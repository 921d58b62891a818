//! VirtIO transport layer.
//!
//! Implements the VirtIO 1.0+ PCI transport: vendor-capability walk to
//! locate the four config regions (common, notify, interrupt status,
//! device specific), BAR mapping, and the status handshake. Device
//! drivers talk to a transport trait so the same driver runs over any
//! transport.

pub mod gpu;
pub mod queue;

use super::pci::{self, Bdf, ConfigSpace};
use super::{poll_until, DriverError, DriverResult};
use crate::mm::{phys_to_ptr, PhysAddr};
use core::ptr::{read_volatile, write_volatile};

/// Device status bits, written in handshake order.
pub mod status {
    pub const ACKNOWLEDGE: u8 = 1;
    pub const DRIVER: u8 = 2;
    pub const DRIVER_OK: u8 = 4;
    pub const FEATURES_OK: u8 = 8;
    pub const DEVICE_NEEDS_RESET: u8 = 64;
    pub const FAILED: u8 = 128;
}

/// Virtio-over-PCI vendor capability config types.
#[derive(Debug, Clone, Copy, PartialEq, Eq)]
#[repr(u8)]
pub enum CapCfgType {
    Common = 1,
    Notify = 2,
    Isr = 3,
    Device = 4,
    Pci = 5,
}

const PCI_CAP_ID_VENDOR: u8 = 0x09;

/// Transport operations every virtio driver needs.
pub trait VirtioTransport: Send {
    fn read_status(&self) -> u8;
    fn write_status(&self, status: u8);
    fn read_device_features(&self) -> u64;
    fn write_driver_features(&self, features: u64);
    fn max_queue_size(&self, queue: u16) -> u16;
    /// Program ring addresses and size for `queue`.
    fn setup_queue(&self, queue: u16, size: u16, desc: PhysAddr, avail: PhysAddr, used: PhysAddr);
    fn enable_queue(&self, queue: u16);
    fn queue_enabled(&self, queue: u16) -> bool;
    /// Ring the notification doorbell for `queue`.
    fn notify(&self, queue: u16);
    fn read_device_config_u32(&self, offset: usize) -> u32;
    fn write_device_config_u32(&self, offset: usize, value: u32);
}

/// Run the initialization handshake through FEATURES_OK:
/// RESET -> ACKNOWLEDGE -> DRIVER -> feature negotiation -> FEATURES_OK
/// (re-read to confirm). DRIVER_OK is the driver's to set after queue
/// setup. Failure to confirm FEATURES_OK is terminal for the device.
pub fn negotiate(transport: &dyn VirtioTransport, wanted: u64) -> DriverResult<u64> {
    transport.write_status(0);
    poll_until(1000, || transport.read_status() == 0)?;

    transport.write_status(status::ACKNOWLEDGE);
    transport.write_status(status::ACKNOWLEDGE | status::DRIVER);

    let offered = transport.read_device_features();
    let accepted = offered & wanted;
    transport.write_driver_features(accepted);

    transport.write_status(status::ACKNOWLEDGE | status::DRIVER | status::FEATURES_OK);
    if transport.read_status() & status::FEATURES_OK == 0 {
        transport.write_status(status::FAILED);
        return Err(DriverError::Protocol);
    }

    Ok(accepted)
}

/// Common configuration layout inside the Common capability region.
#[repr(C)]
pub struct CommonCfg {
    pub device_feature_select: u32,
    pub device_feature: u32,
    pub driver_feature_select: u32,
    pub driver_feature: u32,
    pub msix_config: u16,
    pub num_queues: u16,
    pub device_status: u8,
    pub config_generation: u8,
    pub queue_select: u16,
    pub queue_size: u16,
    pub queue_msix_vector: u16,
    pub queue_enable: u16,
    pub queue_notify_off: u16,
    pub queue_desc: u64,
    pub queue_avail: u64,
    pub queue_used: u64,
}

/// PCI transport state: pointers into the mapped BAR regions.
pub struct VirtioPciTransport {
    common: *mut CommonCfg,
    notify_base: *mut u8,
    notify_off_multiplier: u32,
    #[allow(dead_code)]
    isr: *const u8,
    device_cfg: *mut u8,
    device_cfg_len: usize,
}

unsafe impl Send for VirtioPciTransport {}

impl VirtioPciTransport {
    /// Locate the virtio config regions through the capability chain and
    /// resolve them to kernel pointers. BARs left unprogrammed by
    /// firmware are assigned from the reserved window first.
    pub fn new(cfg: &dyn ConfigSpace, bdf: Bdf) -> DriverResult<Self> {
        let mut common = None;
        let mut notify = None;
        let mut notify_mult = 0u32;
        let mut isr = None;
        let mut device = None;
        let mut device_len = 0usize;

        for cap in pci::capabilities(cfg, bdf).iter() {
            if cap.id != PCI_CAP_ID_VENDOR {
                continue;
            }
            let cfg_type = cfg.read8(bdf, cap.offset + 3);
            let bar = cfg.read8(bdf, cap.offset + 4);
            let offset = cfg.read32(bdf, cap.offset + 8) as u64;
            let length = cfg.read32(bdf, cap.offset + 12) as usize;
            if bar >= 6 {
                continue;
            }

            let bar_base = pci::assign_bar(cfg, bdf, bar)?;
            let region = bar_base + offset;

            match cfg_type {
                t if t == CapCfgType::Common as u8 => common = Some(region),
                t if t == CapCfgType::Notify as u8 => {
                    notify = Some(region);
                    notify_mult = cfg.read32(bdf, cap.offset + 16);
                }
                t if t == CapCfgType::Isr as u8 => isr = Some(region),
                t if t == CapCfgType::Device as u8 => {
                    device = Some(region);
                    device_len = length;
                }
                _ => {}
            }
        }

        let common = common.ok_or(DriverError::Protocol)?;
        pci::enable_bus_mastering(cfg, bdf);

        Ok(Self {
            common: phys_to_ptr(common) as *mut CommonCfg,
            notify_base: notify.map(|pa| phys_to_ptr(pa)).unwrap_or(core::ptr::null_mut()),
            notify_off_multiplier: notify_mult,
            isr: isr.map(|pa| phys_to_ptr(pa) as *const u8).unwrap_or(core::ptr::null()),
            device_cfg: device.map(|pa| phys_to_ptr(pa)).unwrap_or(core::ptr::null_mut()),
            device_cfg_len: device_len,
        })
    }

    fn select_queue(&self, queue: u16) {
        unsafe { write_volatile(&mut (*self.common).queue_select, queue) }
    }
}

impl VirtioTransport for VirtioPciTransport {
    fn read_status(&self) -> u8 {
        unsafe { read_volatile(&(*self.common).device_status) }
    }

    fn write_status(&self, status: u8) {
        unsafe { write_volatile(&mut (*self.common).device_status, status) }
    }

    fn read_device_features(&self) -> u64 {
        unsafe {
            write_volatile(&mut (*self.common).device_feature_select, 0);
            let low = read_volatile(&(*self.common).device_feature) as u64;
            write_volatile(&mut (*self.common).device_feature_select, 1);
            let high = read_volatile(&(*self.common).device_feature) as u64;
            (high << 32) | low
        }
    }

    fn write_driver_features(&self, features: u64) {
        unsafe {
            write_volatile(&mut (*self.common).driver_feature_select, 0);
            write_volatile(&mut (*self.common).driver_feature, features as u32);
            write_volatile(&mut (*self.common).driver_feature_select, 1);
            write_volatile(&mut (*self.common).driver_feature, (features >> 32) as u32);
        }
    }

    fn max_queue_size(&self, queue: u16) -> u16 {
        self.select_queue(queue);
        unsafe { read_volatile(&(*self.common).queue_size) }
    }

    fn setup_queue(&self, queue: u16, size: u16, desc: PhysAddr, avail: PhysAddr, used: PhysAddr) {
        self.select_queue(queue);
        unsafe {
            write_volatile(&mut (*self.common).queue_size, size);
            write_volatile(&mut (*self.common).queue_desc, desc);
            write_volatile(&mut (*self.common).queue_avail, avail);
            write_volatile(&mut (*self.common).queue_used, used);
        }
    }

    fn enable_queue(&self, queue: u16) {
        self.select_queue(queue);
        unsafe { write_volatile(&mut (*self.common).queue_enable, 1) }
    }

    fn queue_enabled(&self, queue: u16) -> bool {
        self.select_queue(queue);
        unsafe { read_volatile(&(*self.common).queue_enable) != 0 }
    }

    fn notify(&self, queue: u16) {
        if self.notify_base.is_null() {
            return;
        }
        self.select_queue(queue);
        unsafe {
            let notify_off = read_volatile(&(*self.common).queue_notify_off) as u64;
            let doorbell = self
                .notify_base
                .add((notify_off * self.notify_off_multiplier as u64) as usize)
                as *mut u16;
            write_volatile(doorbell, queue);
        }
    }

    fn read_device_config_u32(&self, offset: usize) -> u32 {
        if self.device_cfg.is_null() || offset + 4 > self.device_cfg_len {
            return 0;
        }
        unsafe { read_volatile(self.device_cfg.add(offset) as *const u32) }
    }

    fn write_device_config_u32(&self, offset: usize, value: u32) {
        if self.device_cfg.is_null() || offset + 4 > self.device_cfg_len {
            return;
        }
        unsafe { write_volatile(self.device_cfg.add(offset) as *mut u32, value) }
    }
}

#[cfg(test)]
mod tests {
    use super::*;
    use std::cell::Cell;

    /// Minimal transport model driven purely by the handshake tests.
    struct ModelTransport {
        status: Cell<u8>,
        features: u64,
        driver_features: Cell<u64>,
        /// Device rejects the negotiated feature set
        reject_features: bool,
    }

    unsafe impl Send for ModelTransport {}

    impl ModelTransport {
        fn new(features: u64, reject: bool) -> Self {
            Self {
                status: Cell::new(0),
                features,
                driver_features: Cell::new(0),
                reject_features: reject,
            }
        }
    }

    impl VirtioTransport for ModelTransport {
        fn read_status(&self) -> u8 {
            let s = self.status.get();
            if self.reject_features {
                s & !status::FEATURES_OK
            } else {
                s
            }
        }
        fn write_status(&self, s: u8) {
            self.status.set(s);
        }
        fn read_device_features(&self) -> u64 {
            self.features
        }
        fn write_driver_features(&self, f: u64) {
            self.driver_features.set(f);
        }
        fn max_queue_size(&self, _q: u16) -> u16 {
            64
        }
        fn setup_queue(&self, _q: u16, _s: u16, _d: u64, _a: u64, _u: u64) {}
        fn enable_queue(&self, _q: u16) {}
        fn queue_enabled(&self, _q: u16) -> bool {
            false
        }
        fn notify(&self, _q: u16) {}
        fn read_device_config_u32(&self, _o: usize) -> u32 {
            0
        }
        fn write_device_config_u32(&self, _o: usize, _v: u32) {}
    }

    #[test]
    fn handshake_masks_features_and_confirms() {
        let device = ModelTransport::new(0b1011, false);
        let accepted = negotiate(&device, 0b0011).unwrap();
        assert_eq!(accepted, 0b0011, "only wanted features survive");
        assert_eq!(device.driver_features.get(), 0b0011);
        assert_eq!(
            device.status.get(),
            status::ACKNOWLEDGE | status::DRIVER | status::FEATURES_OK
        );
    }

    #[test]
    fn unconfirmed_features_ok_is_terminal() {
        let device = ModelTransport::new(0b1, true);
        assert_eq!(negotiate(&device, 0b1), Err(DriverError::Protocol));
        assert!(device.status.get() & status::FAILED != 0, "device marked failed");
    }
}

######

> [PROBLEM TO WORK ON]: Where the data above reaches the line holding "write_volatile(&mut (*self.common).queue_desc, desc);", begin printing, and stop after the line holding "let doorbell = self". Each line must be reproduced exactly, with nothing else added.

> [RESULT OF THE TASK]:
            write_volatile(&mut (*self.common).queue_desc, desc);
            write_volatile(&mut (*self.common).queue_avail, avail);
            write_volatile(&mut (*self.common).queue_used, used);
        }
    }

    fn enable_queue(&self, queue: u16) {
        self.select_queue(queue);
        unsafe { write_volatile(&mut (*self.common).queue_enable, 1) }
    }

    fn queue_enabled(&self, queue: u16) -> bool {
        self.select_queue(queue);
        unsafe { read_volatile(&(*self.common).queue_enable) != 0 }
    }

    fn notify(&self, queue: u16) {
        if self.notify_base.is_null() {
            return;
        }
        self.select_queue(queue);
        unsafe {
            let notify_off = read_volatile(&(*self.common).queue_notify_off) as u64;
            let doorbell = self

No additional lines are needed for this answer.